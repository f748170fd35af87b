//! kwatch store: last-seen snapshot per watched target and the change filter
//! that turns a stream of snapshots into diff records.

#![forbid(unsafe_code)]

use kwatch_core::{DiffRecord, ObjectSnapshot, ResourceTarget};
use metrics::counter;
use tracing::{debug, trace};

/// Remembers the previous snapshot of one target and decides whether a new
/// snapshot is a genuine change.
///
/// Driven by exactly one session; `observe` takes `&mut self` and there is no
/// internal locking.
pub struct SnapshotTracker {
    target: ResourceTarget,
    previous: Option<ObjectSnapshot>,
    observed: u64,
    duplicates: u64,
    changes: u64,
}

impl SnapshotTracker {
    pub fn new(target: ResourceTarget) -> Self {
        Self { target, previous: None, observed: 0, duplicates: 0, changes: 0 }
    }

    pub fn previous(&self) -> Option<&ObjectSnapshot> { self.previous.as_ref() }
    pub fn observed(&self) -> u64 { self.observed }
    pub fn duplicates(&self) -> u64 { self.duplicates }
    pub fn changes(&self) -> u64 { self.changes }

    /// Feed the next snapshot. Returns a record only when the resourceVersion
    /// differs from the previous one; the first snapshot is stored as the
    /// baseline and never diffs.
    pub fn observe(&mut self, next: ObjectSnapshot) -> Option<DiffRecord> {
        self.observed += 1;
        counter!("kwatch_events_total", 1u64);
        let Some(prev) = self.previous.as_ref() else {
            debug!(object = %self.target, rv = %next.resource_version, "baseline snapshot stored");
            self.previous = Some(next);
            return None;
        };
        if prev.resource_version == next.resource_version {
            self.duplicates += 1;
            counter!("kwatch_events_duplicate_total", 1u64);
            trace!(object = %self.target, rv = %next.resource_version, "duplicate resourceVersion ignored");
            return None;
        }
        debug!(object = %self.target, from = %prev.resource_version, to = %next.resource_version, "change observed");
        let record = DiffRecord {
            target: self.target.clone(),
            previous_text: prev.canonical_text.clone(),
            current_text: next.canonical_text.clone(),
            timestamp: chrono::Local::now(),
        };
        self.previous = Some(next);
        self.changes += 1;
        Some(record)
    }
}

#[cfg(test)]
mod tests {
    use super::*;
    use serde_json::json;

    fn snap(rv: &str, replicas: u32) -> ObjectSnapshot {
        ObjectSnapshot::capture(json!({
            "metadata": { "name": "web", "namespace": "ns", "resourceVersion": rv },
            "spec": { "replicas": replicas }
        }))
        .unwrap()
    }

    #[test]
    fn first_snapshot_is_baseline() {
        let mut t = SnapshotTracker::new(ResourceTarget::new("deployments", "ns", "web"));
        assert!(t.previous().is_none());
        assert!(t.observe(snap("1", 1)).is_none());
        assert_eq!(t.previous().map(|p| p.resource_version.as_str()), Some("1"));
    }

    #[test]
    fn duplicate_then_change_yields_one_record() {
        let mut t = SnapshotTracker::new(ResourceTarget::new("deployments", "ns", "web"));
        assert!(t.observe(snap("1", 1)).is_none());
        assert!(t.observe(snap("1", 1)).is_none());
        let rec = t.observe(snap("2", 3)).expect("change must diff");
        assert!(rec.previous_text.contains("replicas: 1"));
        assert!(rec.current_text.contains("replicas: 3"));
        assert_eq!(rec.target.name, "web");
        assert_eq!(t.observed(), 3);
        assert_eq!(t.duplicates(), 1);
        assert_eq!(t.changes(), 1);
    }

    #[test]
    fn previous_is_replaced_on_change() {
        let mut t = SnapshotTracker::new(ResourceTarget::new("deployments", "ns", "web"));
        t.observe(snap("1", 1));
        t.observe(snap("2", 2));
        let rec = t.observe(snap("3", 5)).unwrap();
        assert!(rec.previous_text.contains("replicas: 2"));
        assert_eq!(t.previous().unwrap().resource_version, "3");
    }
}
● ● ● ● ● ● ●
Transcribe each line of the material without any alteration.

Your solution:
repository f748170fd35af87b
//! kwatch store: last-seen snapshot per watched target and the change filter
//! that turns a stream of snapshots into diff records.

#![forbid(unsafe_code)]

use kwatch_core::{DiffRecord, ObjectSnapshot, ResourceTarget};
use metrics::counter;
use tracing::{debug, trace};

/// Remembers the previous snapshot of one target and decides whether a new
/// snapshot is a genuine change.
///
/// Driven by exactly one session; `observe` takes `&mut self` and there is no
/// internal locking.
pub struct SnapshotTracker {
    target: ResourceTarget,
    previous: Option<ObjectSnapshot>,
    observed: u64,
    duplicates: u64,
    changes: u64,
}

impl SnapshotTracker {
    pub fn new(target: ResourceTarget) -> Self {
        Self { target, previous: None, observed: 0, duplicates: 0, changes: 0 }
    }

    pub fn previous(&self) -> Option<&ObjectSnapshot> { self.previous.as_ref() }
    pub fn observed(&self) -> u64 { self.observed }
    pub fn duplicates(&self) -> u64 { self.duplicates }
    pub fn changes(&self) -> u64 { self.changes }

    /// Feed the next snapshot. Returns a record only when the resourceVersion
    /// differs from the previous one; the first snapshot is stored as the
    /// baseline and never diffs.
    pub fn observe(&mut self, next: ObjectSnapshot) -> Option<DiffRecord> {
        self.observed += 1;
        counter!("kwatch_events_total", 1u64);
        let Some(prev) = self.previous.as_ref() else {
            debug!(object = %self.target, rv = %next.resource_version, "baseline snapshot stored");
            self.previous = Some(next);
            return None;
        };
        if prev.resource_version == next.resource_version {
            self.duplicates += 1;
            counter!("kwatch_events_duplicate_total", 1u64);
            trace!(object = %self.target, rv = %next.resource_version, "duplicate resourceVersion ignored");
            return None;
        }
        debug!(object = %self.target, from = %prev.resource_version, to = %next.resource_version, "change observed");
        let record = DiffRecord {
            target: self.target.clone(),
            previous_text: prev.canonical_text.clone(),
            current_text: next.canonical_text.clone(),
            timestamp: chrono::Local::now(),
        };
        self.previous = Some(next);
        self.changes += 1;
        Some(record)
    }
}

#[cfg(test)]
mod tests {
    use super::*;
    use serde_json::json;

    fn snap(rv: &str, replicas: u32) -> ObjectSnapshot {
        ObjectSnapshot::capture(json!({
            "metadata": { "name": "web", "namespace": "ns", "resourceVersion": rv },
            "spec": { "replicas": replicas }
        }))
        .unwrap()
    }

    #[test]
    fn first_snapshot_is_baseline() {
        let mut t = SnapshotTracker::new(ResourceTarget::new("deployments", "ns", "web"));
        assert!(t.previous().is_none());
        assert!(t.observe(snap("1", 1)).is_none());
        assert_eq!(t.previous().map(|p| p.resource_version.as_str()), Some("1"));
    }

    #[test]
    fn duplicate_then_change_yields_one_record() {
        let mut t = SnapshotTracker::new(ResourceTarget::new("deployments", "ns", "web"));
        assert!(t.observe(snap("1", 1)).is_none());
        assert!(t.observe(snap("1", 1)).is_none());
        let rec = t.observe(snap("2", 3)).expect("change must diff");
        assert!(rec.previous_text.contains("replicas: 1"));
        assert!(rec.current_text.contains("replicas: 3"));
        assert_eq!(rec.target.name, "web");
        assert_eq!(t.observed(), 3);
        assert_eq!(t.duplicates(), 1);
        assert_eq!(t.changes(), 1);
    }

    #[test]
    fn previous_is_replaced_on_change() {
        let mut t = SnapshotTracker::new(ResourceTarget::new("deployments", "ns", "web"));
        t.observe(snap("1", 1));
        t.observe(snap("2", 2));
        let rec = t.observe(snap("3", 5)).unwrap();
        assert!(rec.previous_text.contains("replicas: 2"));
        assert_eq!(t.previous().unwrap().resource_version, "3");
    }
}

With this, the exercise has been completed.